* EXERCISE DIRECTIONS *
Copy out each line of the data below in which "KeyChord" appears.

━━ MATERIAL FOR THIS EXERCISE ━━

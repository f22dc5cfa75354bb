//! Canonical gate matrices and rotation constructors
//!
//! Fixed gates are compile-time constants; parameterized gates are built on
//! the fly from trig of θ/2 (θ for PHASE). Two-qubit matrices are indexed by
//! (control, target) with control as the high bit, i.e. basis order
//! |00⟩, |01⟩, |10⟩, |11⟩.

use num_complex::Complex64;

const ZERO: Complex64 = Complex64::new(0.0, 0.0);
const ONE: Complex64 = Complex64::new(1.0, 0.0);
const I: Complex64 = Complex64::new(0.0, 1.0);
const NEG_I: Complex64 = Complex64::new(0.0, -1.0);
const NEG_ONE: Complex64 = Complex64::new(-1.0, 0.0);

const INV_SQRT2: f64 = std::f64::consts::FRAC_1_SQRT_2;

/// A 2×2 single-qubit unitary
pub type Matrix2 = [[Complex64; 2]; 2];
/// A 4×4 two-qubit unitary
pub type Matrix4 = [[Complex64; 4]; 4];
/// An 8×8 three-qubit unitary
pub type Matrix8 = [[Complex64; 8]; 8];

// Single-qubit gates (2×2)

/// Identity gate
/// I = [[1, 0],
///      [0, 1]]
pub const IDENTITY: Matrix2 = [[ONE, ZERO], [ZERO, ONE]];

/// Pauli-X gate (NOT)
/// X = [[0, 1],
///      [1, 0]]
pub const PAULI_X: Matrix2 = [[ZERO, ONE], [ONE, ZERO]];

/// Pauli-Y gate
/// Y = [[0, -i],
///      [i,  0]]
pub const PAULI_Y: Matrix2 = [[ZERO, NEG_I], [I, ZERO]];

/// Pauli-Z gate
/// Z = [[1,  0],
///      [0, -1]]
pub const PAULI_Z: Matrix2 = [[ONE, ZERO], [ZERO, NEG_ONE]];

/// Hadamard gate
/// H = 1/√2 * [[1,  1],
///             [1, -1]]
pub const HADAMARD: Matrix2 = [
    [
        Complex64::new(INV_SQRT2, 0.0),
        Complex64::new(INV_SQRT2, 0.0),
    ],
    [
        Complex64::new(INV_SQRT2, 0.0),
        Complex64::new(-INV_SQRT2, 0.0),
    ],
];

/// S gate (phase gate, √Z)
/// S = [[1, 0],
///      [0, i]]
pub const S_GATE: Matrix2 = [[ONE, ZERO], [ZERO, I]];

/// S† gate (adjoint of S)
pub const S_DAGGER: Matrix2 = [[ONE, ZERO], [ZERO, NEG_I]];

/// T gate (π/8 gate, √S)
/// T = [[1, 0],
///      [0, e^(iπ/4)]]
pub const T_GATE: Matrix2 = [
    [ONE, ZERO],
    [ZERO, Complex64::new(INV_SQRT2, INV_SQRT2)],
];

/// T† gate (adjoint of T)
pub const T_DAGGER: Matrix2 = [
    [ONE, ZERO],
    [ZERO, Complex64::new(INV_SQRT2, -INV_SQRT2)],
];

// Two-qubit gates (4×4)

/// CNOT gate (controlled-NOT)
/// CNOT = [[1, 0, 0, 0],
///         [0, 1, 0, 0],
///         [0, 0, 0, 1],
///         [0, 0, 1, 0]]
pub const CNOT: Matrix4 = [
    [ONE, ZERO, ZERO, ZERO],
    [ZERO, ONE, ZERO, ZERO],
    [ZERO, ZERO, ZERO, ONE],
    [ZERO, ZERO, ONE, ZERO],
];

/// CZ gate (controlled-Z)
/// CZ = diag(1, 1, 1, -1)
pub const CZ: Matrix4 = [
    [ONE, ZERO, ZERO, ZERO],
    [ZERO, ONE, ZERO, ZERO],
    [ZERO, ZERO, ONE, ZERO],
    [ZERO, ZERO, ZERO, NEG_ONE],
];

/// SWAP gate
/// SWAP = [[1, 0, 0, 0],
///         [0, 0, 1, 0],
///         [0, 1, 0, 0],
///         [0, 0, 0, 1]]
pub const SWAP: Matrix4 = [
    [ONE, ZERO, ZERO, ZERO],
    [ZERO, ZERO, ONE, ZERO],
    [ZERO, ONE, ZERO, ZERO],
    [ZERO, ZERO, ZERO, ONE],
];

/// iSWAP gate
/// iSWAP = [[1, 0, 0, 0],
///          [0, 0, i, 0],
///          [0, i, 0, 0],
///          [0, 0, 0, 1]]
pub const ISWAP: Matrix4 = [
    [ONE, ZERO, ZERO, ZERO],
    [ZERO, ZERO, I, ZERO],
    [ZERO, I, ZERO, ZERO],
    [ZERO, ZERO, ZERO, ONE],
];

// Three-qubit gates (8×8)
//
// The executor applies these through specialized bit-pattern kernels; the
// full matrices exist for cross-checking and for the generic dispatch path.

/// Toffoli gate (CCNOT): flips the target when both controls are 1
pub const TOFFOLI: Matrix8 = [
    [ONE, ZERO, ZERO, ZERO, ZERO, ZERO, ZERO, ZERO],
    [ZERO, ONE, ZERO, ZERO, ZERO, ZERO, ZERO, ZERO],
    [ZERO, ZERO, ONE, ZERO, ZERO, ZERO, ZERO, ZERO],
    [ZERO, ZERO, ZERO, ONE, ZERO, ZERO, ZERO, ZERO],
    [ZERO, ZERO, ZERO, ZERO, ONE, ZERO, ZERO, ZERO],
    [ZERO, ZERO, ZERO, ZERO, ZERO, ONE, ZERO, ZERO],
    [ZERO, ZERO, ZERO, ZERO, ZERO, ZERO, ZERO, ONE],
    [ZERO, ZERO, ZERO, ZERO, ZERO, ZERO, ONE, ZERO],
];

/// Fredkin gate (CSWAP): swaps the two targets when the control is 1
pub const FREDKIN: Matrix8 = [
    [ONE, ZERO, ZERO, ZERO, ZERO, ZERO, ZERO, ZERO],
    [ZERO, ONE, ZERO, ZERO, ZERO, ZERO, ZERO, ZERO],
    [ZERO, ZERO, ONE, ZERO, ZERO, ZERO, ZERO, ZERO],
    [ZERO, ZERO, ZERO, ONE, ZERO, ZERO, ZERO, ZERO],
    [ZERO, ZERO, ZERO, ZERO, ONE, ZERO, ZERO, ZERO],
    [ZERO, ZERO, ZERO, ZERO, ZERO, ZERO, ONE, ZERO],
    [ZERO, ZERO, ZERO, ZERO, ZERO, ONE, ZERO, ZERO],
    [ZERO, ZERO, ZERO, ZERO, ZERO, ZERO, ZERO, ONE],
];

// Parameterized gate constructors

/// Rotation about the X axis
/// RX(θ) = [[cos(θ/2),    -i·sin(θ/2)],
///          [-i·sin(θ/2),  cos(θ/2)]]
#[inline]
pub fn rotation_x(theta: f64) -> Matrix2 {
    let half = theta / 2.0;
    let (sin, cos) = half.sin_cos();
    [
        [Complex64::new(cos, 0.0), Complex64::new(0.0, -sin)],
        [Complex64::new(0.0, -sin), Complex64::new(cos, 0.0)],
    ]
}

/// Rotation about the Y axis
/// RY(θ) = [[cos(θ/2), -sin(θ/2)],
///          [sin(θ/2),  cos(θ/2)]]
#[inline]
pub fn rotation_y(theta: f64) -> Matrix2 {
    let half = theta / 2.0;
    let (sin, cos) = half.sin_cos();
    [
        [Complex64::new(cos, 0.0), Complex64::new(-sin, 0.0)],
        [Complex64::new(sin, 0.0), Complex64::new(cos, 0.0)],
    ]
}

/// Rotation about the Z axis
/// RZ(θ) = [[e^(-iθ/2), 0        ],
///          [0,          e^(iθ/2)]]
#[inline]
pub fn rotation_z(theta: f64) -> Matrix2 {
    let half = theta / 2.0;
    let (sin, cos) = half.sin_cos();
    [
        [Complex64::new(cos, -sin), ZERO],
        [ZERO, Complex64::new(cos, sin)],
    ]
}

/// Phase gate
/// P(φ) = [[1, 0     ],
///         [0, e^(iφ)]]
#[inline]
pub fn phase(phi: f64) -> Matrix2 {
    let (sin, cos) = phi.sin_cos();
    [[ONE, ZERO], [ZERO, Complex64::new(cos, sin)]]
}

/// Lift an arbitrary 2×2 unitary to its controlled 4×4 form
///
/// The result is diag(I₂, U) in the (control, target) basis: U acts on the
/// target only when the control bit is 1.
#[inline]
pub fn controlled(u: &Matrix2) -> Matrix4 {
    [
        [ONE, ZERO, ZERO, ZERO],
        [ZERO, ONE, ZERO, ZERO],
        [ZERO, ZERO, u[0][0], u[0][1]],
        [ZERO, ZERO, u[1][0], u[1][1]],
    ]
}
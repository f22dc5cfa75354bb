//! Unitarity checks for caller-supplied matrices
//!
//! Matrix shape is enforced by the type system; unitarity is only verified
//! when the VM runs in debug mode. A failed check is reported to the caller,
//! who logs a warning and applies the matrix anyway.

use crate::error::{GateError, Result};
use crate::matrices::{Matrix2, Matrix4};
use num_complex::Complex64;

/// Default tolerance for unitarity checks
pub const DEFAULT_UNITARITY_TOLERANCE: f64 = 1e-10;

/// Check whether a 2×2 matrix is unitary: U·U† = I within `tolerance`
///
/// # Errors
/// Returns [`GateError::NotUnitary`] carrying the largest deviation found.
pub fn is_unitary_2x2(m: &Matrix2, tolerance: f64) -> Result<()> {
    let mut deviation: f64 = 0.0;
    for i in 0..2 {
        for j in 0..2 {
            let mut sum = Complex64::new(0.0, 0.0);
            for k in 0..2 {
                sum += m[i][k] * m[j][k].conj();
            }
            let expected = if i == j { 1.0 } else { 0.0 };
            deviation = deviation.max((sum.re - expected).abs()).max(sum.im.abs());
        }
    }
    if deviation > tolerance {
        return Err(GateError::NotUnitary {
            deviation,
            tolerance,
        });
    }
    Ok(())
}

/// Check whether a 4×4 matrix is unitary: U·U† = I within `tolerance`
///
/// # Errors
/// Returns [`GateError::NotUnitary`] carrying the largest deviation found.
pub fn is_unitary_4x4(m: &Matrix4, tolerance: f64) -> Result<()> {
    let mut deviation: f64 = 0.0;
    for i in 0..4 {
        for j in 0..4 {
            let mut sum = Complex64::new(0.0, 0.0);
            for k in 0..4 {
                sum += m[i][k] * m[j][k].conj();
            }
            let expected = if i == j { 1.0 } else { 0.0 };
            deviation = deviation.max((sum.re - expected).abs()).max(sum.im.abs());
        }
    }
    if deviation > tolerance {
        return Err(GateError::NotUnitary {
            deviation,
            tolerance,
        });
    }
    Ok(())
}

#[cfg(test)]
mod tests {
    use super::*;
    use crate::matrices;

    #[test]
    fn test_standard_gates_are_unitary() {
        for m in [
            &matrices::IDENTITY,
            &matrices::PAULI_X,
            &matrices::PAULI_Y,
            &matrices::PAULI_Z,
            &matrices::HADAMARD,
            &matrices::S_GATE,
            &matrices::S_DAGGER,
            &matrices::T_GATE,
            &matrices::T_DAGGER,
        ] {
            is_unitary_2x2(m, DEFAULT_UNITARITY_TOLERANCE).unwrap();
        }
    }

    #[test]
    fn test_rotations_are_unitary() {
        for theta in [-2.5, -0.1, 0.0, 0.3, 1.0, 3.14] {
            is_unitary_2x2(&matrices::rotation_x(theta), 1e-10).unwrap();
            is_unitary_2x2(&matrices::rotation_y(theta), 1e-10).unwrap();
            is_unitary_2x2(&matrices::rotation_z(theta), 1e-10).unwrap();
            is_unitary_2x2(&matrices::phase(theta), 1e-10).unwrap();
        }
    }

    #[test]
    fn test_two_qubit_gates_are_unitary() {
        for m in [
            &matrices::CNOT,
            &matrices::CZ,
            &matrices::SWAP,
            &matrices::ISWAP,
        ] {
            is_unitary_4x4(m, DEFAULT_UNITARITY_TOLERANCE).unwrap();
        }
    }

    #[test]
    fn test_non_unitary_rejected() {
        let mut m = matrices::HADAMARD;
        m[0][0] = num_complex::Complex64::new(2.0, 0.0);
        let err = is_unitary_2x2(&m, 1e-10).unwrap_err();
        assert!(matches!(err, GateError::NotUnitary { .. }));
    }
}
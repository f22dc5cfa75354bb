//! Opaque qubit handles

use serde::{Deserialize, Serialize};
use std::fmt;

/// Opaque identifier for a live qubit
///
/// Handles are 128-bit random tokens: they carry no information about the
/// qubit's bit position, which only the registry knows. Copyable and cheap
/// to hash.
#[derive(Clone, Copy, PartialEq, Eq, Hash, PartialOrd, Ord, Serialize, Deserialize)]
pub struct QubitHandle(u128);

impl QubitHandle {
    /// Wrap a raw token value
    pub fn from_raw(raw: u128) -> Self {
        Self(raw)
    }

    /// The raw token value
    pub fn as_raw(&self) -> u128 {
        self.0
    }
}

impl fmt::Debug for QubitHandle {
    fn fmt(&self, f: &mut fmt::Formatter<'_>) -> fmt::Result {
        write!(f, "QubitHandle({:#034x})", self.0)
    }
}

impl fmt::Display for QubitHandle {
    fn fmt(&self, f: &mut fmt::Formatter<'_>) -> fmt::Result {
        // Short prefix is enough to tell handles apart in logs
        write!(f, "q:{:08x}", (self.0 >> 96) as u32)
    }
}

#[cfg(test)]
mod tests {
    use super::*;

    #[test]
    fn test_raw_round_trip() {
        let h = QubitHandle::from_raw(0x0123_4567_89ab_cdef_0123_4567_89ab_cdef);
        assert_eq!(h.as_raw(), 0x0123_4567_89ab_cdef_0123_4567_89ab_cdef);
    }

    #[test]
    fn test_display_is_short() {
        let h = QubitHandle::from_raw(u128::MAX);
        assert_eq!(format!("{}", h), "q:ffffffff");
    }
}
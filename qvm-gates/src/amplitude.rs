//! Amplitude arithmetic helpers
//!
//! Amplitudes are `num_complex::Complex64` values: 16 bytes each, mutated in
//! place by the gate kernels without allocation. This module adds the few
//! operations the crate does not provide directly: tolerance-based equality
//! and division that fails instead of producing NaNs.

use crate::error::{GateError, Result};
use num_complex::Complex64;

/// Default tolerance for approximate amplitude comparison
pub const DEFAULT_TOLERANCE: f64 = 1e-10;

/// Compare two amplitudes for approximate equality
///
/// Both the real and imaginary components must agree within `tolerance`.
#[inline]
pub fn approx_eq(a: Complex64, b: Complex64, tolerance: f64) -> bool {
    (a.re - b.re).abs() <= tolerance && (a.im - b.im).abs() <= tolerance
}

/// Divide `a` by `b`, failing if `b` has zero squared magnitude
///
/// # Errors
/// Returns [`GateError::DivisionByZero`] when `|b|² == 0`.
#[inline]
pub fn checked_div(a: Complex64, b: Complex64) -> Result<Complex64> {
    if b.norm_sqr() == 0.0 {
        return Err(GateError::DivisionByZero);
    }
    Ok(a / b)
}

/// Construct an amplitude from polar coordinates (r, θ)
#[inline]
pub fn from_polar(r: f64, theta: f64) -> Complex64 {
    Complex64::from_polar(r, theta)
}

#[cfg(test)]
mod tests {
    use super::*;
    use approx::assert_relative_eq;

    #[test]
    fn test_approx_eq_within_tolerance() {
        let a = Complex64::new(0.5, -0.25);
        let b = Complex64::new(0.5 + 1e-12, -0.25 - 1e-12);
        assert!(approx_eq(a, b, DEFAULT_TOLERANCE));
        assert!(!approx_eq(a, Complex64::new(0.5 + 1e-6, -0.25), DEFAULT_TOLERANCE));
    }

    #[test]
    fn test_checked_div() {
        let a = Complex64::new(1.0, 1.0);
        let b = Complex64::new(0.0, 2.0);
        let q = checked_div(a, b).unwrap();
        assert_relative_eq!(q.re, 0.5, epsilon = 1e-12);
        assert_relative_eq!(q.im, -0.5, epsilon = 1e-12);
    }

    #[test]
    fn test_checked_div_by_zero() {
        let a = Complex64::new(1.0, 0.0);
        let err = checked_div(a, Complex64::new(0.0, 0.0)).unwrap_err();
        assert_eq!(err, GateError::DivisionByZero);
    }

    #[test]
    fn test_from_polar() {
        let z = from_polar(2.0, std::f64::consts::FRAC_PI_2);
        assert_relative_eq!(z.re, 0.0, epsilon = 1e-12);
        assert_relative_eq!(z.im, 2.0, epsilon = 1e-12);
    }
}
//! Error types for state-vector operations

use thiserror::Error;

/// Errors that can occur during state-vector operations
#[derive(Error, Debug, Clone, PartialEq)]
pub enum StateError {
    /// Allocating one more qubit would exceed the configured limit
    #[error("Qubit allocation would exceed the limit of {limit} qubits")]
    CapacityExceeded { limit: usize },

    /// Invalid qubit bit position
    #[error("Invalid qubit index {index} for {num_qubits}-qubit state")]
    InvalidQubitIndex { index: usize, num_qubits: usize },

    /// The same bit position was passed for two distinct gate operands
    #[error("Gate operands must be distinct, got qubit {index} twice")]
    IdenticalQubits { index: usize },

    /// Basis-state index outside [0, 2^n)
    #[error("Basis state {index} out of range for dimension {dimension}")]
    InvalidBasisState { index: usize, dimension: usize },

    /// Replacement amplitude vector has the wrong length
    #[error("Dimension mismatch: expected {expected}, got {actual}")]
    DimensionMismatch { expected: usize, actual: usize },

    /// Memory reservation for the doubled vector failed
    #[error("Failed to reserve {bytes} bytes for state amplitudes")]
    AllocationError { bytes: usize },
}

/// Result type for state-vector operations
pub type Result<T> = std::result::Result<T, StateError>;
//! VM configuration

use tracing::warn;

/// Environment variable overriding the qubit limit
pub const ENV_MAX_QUBITS: &str = "QVM_MAX_QUBITS";
/// Environment variable overriding the numeric precision
pub const ENV_PRECISION: &str = "QVM_PRECISION";
/// Environment variable enabling debug mode
pub const ENV_DEBUG_MODE: &str = "QVM_DEBUG_MODE";

/// Configuration for a VM instance
#[derive(Debug, Clone, PartialEq)]
pub struct VmConfig {
    /// Upper bound on qubits, both live handles and state-vector bits
    ///
    /// The state vector costs 16 bytes × 2^n, so values above ~30 are
    /// aspirational on most machines.
    ///
    /// Default: 32
    pub max_qubits: u16,

    /// Numeric precision for normalization checks and collapse warnings
    ///
    /// Default: 1e-10
    pub precision: f64,

    /// Debug mode: verify unitarity of caller-supplied matrices
    ///
    /// A failed check logs a warning; the gate is still applied.
    ///
    /// Default: false
    pub debug: bool,

    /// Random seed for reproducible measurement statistics
    ///
    /// If None, the generator is seeded from OS entropy.
    ///
    /// Default: None
    pub seed: Option<u64>,

    /// Qubit count above which gate kernels run in parallel
    ///
    /// Default: 14
    pub parallel_threshold: usize,
}

impl Default for VmConfig {
    fn default() -> Self {
        Self {
            max_qubits: 32,
            precision: 1e-10,
            debug: false,
            seed: None,
            parallel_threshold: qvm_state::DEFAULT_PARALLEL_THRESHOLD,
        }
    }
}

impl VmConfig {
    /// Create a configuration with default settings
    pub fn new() -> Self {
        Self::default()
    }

    /// Read overrides from the `QVM_*` environment variables
    ///
    /// Unparseable values log a warning and keep the default; programmatic
    /// configuration always takes precedence over the environment.
    pub fn from_env() -> Self {
        let mut config = Self::default();

        if let Ok(raw) = std::env::var(ENV_MAX_QUBITS) {
            match raw.parse::<u16>() {
                Ok(v) if v > 0 => config.max_qubits = v,
                _ => warn!(value = %raw, "ignoring invalid {ENV_MAX_QUBITS}"),
            }
        }
        if let Ok(raw) = std::env::var(ENV_PRECISION) {
            match raw.parse::<f64>() {
                Ok(v) if v > 0.0 && v.is_finite() => config.precision = v,
                _ => warn!(value = %raw, "ignoring invalid {ENV_PRECISION}"),
            }
        }
        if let Ok(raw) = std::env::var(ENV_DEBUG_MODE) {
            config.debug = matches!(raw.as_str(), "1" | "true" | "TRUE" | "on");
        }

        config
    }

    /// Set the qubit limit
    pub fn with_max_qubits(mut self, max_qubits: u16) -> Self {
        self.max_qubits = max_qubits;
        self
    }

    /// Set the numeric precision
    pub fn with_precision(mut self, precision: f64) -> Self {
        self.precision = precision;
        self
    }

    /// Enable or disable debug mode
    pub fn with_debug(mut self, debug: bool) -> Self {
        self.debug = debug;
        self
    }

    /// Set the measurement-stream seed
    pub fn with_seed(mut self, seed: u64) -> Self {
        self.seed = Some(seed);
        self
    }

    /// Set the parallel kernel threshold
    pub fn with_parallel_threshold(mut self, threshold: usize) -> Self {
        self.parallel_threshold = threshold;
        self
    }

    /// Validate the configuration
    pub fn validate(&self) -> Result<(), String> {
        if self.max_qubits == 0 {
            return Err("max_qubits must be at least 1".to_string());
        }
        if !(self.precision > 0.0 && self.precision.is_finite()) {
            return Err(format!("precision must be a positive finite number, got {}", self.precision));
        }
        Ok(())
    }
}
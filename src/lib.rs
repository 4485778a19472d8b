//! Inline Selection Translator
//!
//! Select text, press Alt+T, and get the translation rendered inline next to
//! the selection. The crate is the headless core of that experience: a host
//! document supplies events and a rendering surface, and an external HTTP
//! endpoint supplies the translations.
//!
//! # Overview
//!
//! The components, leaves first:
//!
//! 1. **Settings** ([`settings`]) — normalizes, persists, and synchronizes
//!    user preferences with a throttled, single-flight refresh policy.
//! 2. **Bundled config** ([`config`]) — seeds defaults and the language
//!    catalog from packaged resources before any user override applies.
//! 3. **Relay** ([`relay`]) — the only component allowed to touch the
//!    network; turns a `{type: "translate", url}` message into a
//!    `{success, data?, error?}` envelope.
//! 4. **Selection translator** ([`translator`]) — gates the keyboard
//!    trigger, builds the request URL, and drives the bubble lifecycle
//!    through the [`bubble::InlineRenderer`] port.
//! 5. **Options form** ([`options`]) — a form-to-store mapping over the
//!    settings, with language selectors fed by the catalog.
//!
//! # Example
//!
//! ```ignore
//! use inline_translator::{
//!     bubble::MemoryDocument,
//!     messages::UiMessages,
//!     relay::{DirectChannel, TranslationRelay},
//!     settings::{JsonFileBackend, Settings, SettingsStore},
//!     translator::{KeyChord, SelectionSnapshot, SelectionTranslator},
//! };
//! use std::sync::Arc;
//!
//! #[tokio::main]
//! async fn main() -> Result<(), Box<dyn std::error::Error>> {
//!     let messages = UiMessages::default_ui();
//!     let store = Arc::new(SettingsStore::new(
//!         Arc::new(JsonFileBackend::new("settings.json")),
//!         Settings::default(),
//!     ));
//!     let relay = TranslationRelay::new(messages.clone())?;
//!     let translator =
//!         SelectionTranslator::new(store, DirectChannel::new(relay), messages);
//!
//!     let mut doc = MemoryDocument::new();
//!     let selection = SelectionSnapshot::of_text("hello world");
//!     translator
//!         .on_keydown(&KeyChord::alt_t(), Some(&selection), &mut doc)
//!         .await;
//!     println!("{}", doc.render());
//!     Ok(())
//! }
//! ```

pub mod bubble;
pub mod config;
pub mod error;
pub mod messages;
pub mod options;
pub mod relay;
pub mod settings;
pub mod translator;


pub use bubble::{Bubble, BubbleState, InlineRenderer, InlineStyle, MemoryDocument, NodeId};
pub use config::{BundleLoader, LanguageOption, normalize_language_options};
pub use error::{TranslateError, TranslateResult};
pub use messages::UiMessages;
pub use options::OptionsForm;
pub use relay::{
    DirectChannel, MockChannel, MockReply, RelayRequest, RelayResponse, TranslateChannel,
    TranslationRelay,
};
pub use settings::{
    JsonFileBackend, MemoryBackend, Settings, SettingsBackend, SettingsStore, normalize_settings,
};
pub use translator::{
    KeyChord, SelectionSnapshot, SelectionTranslator, build_request_url, extract_translation,
    should_handle,
};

━━━

* OUTPUT OF THE TASK *
//!     translator::{KeyChord, SelectionSnapshot, SelectionTranslator},
//!         .on_keydown(&KeyChord::alt_t(), Some(&selection), &mut doc)
    KeyChord, SelectionSnapshot, SelectionTranslator, build_request_url, extract_translation,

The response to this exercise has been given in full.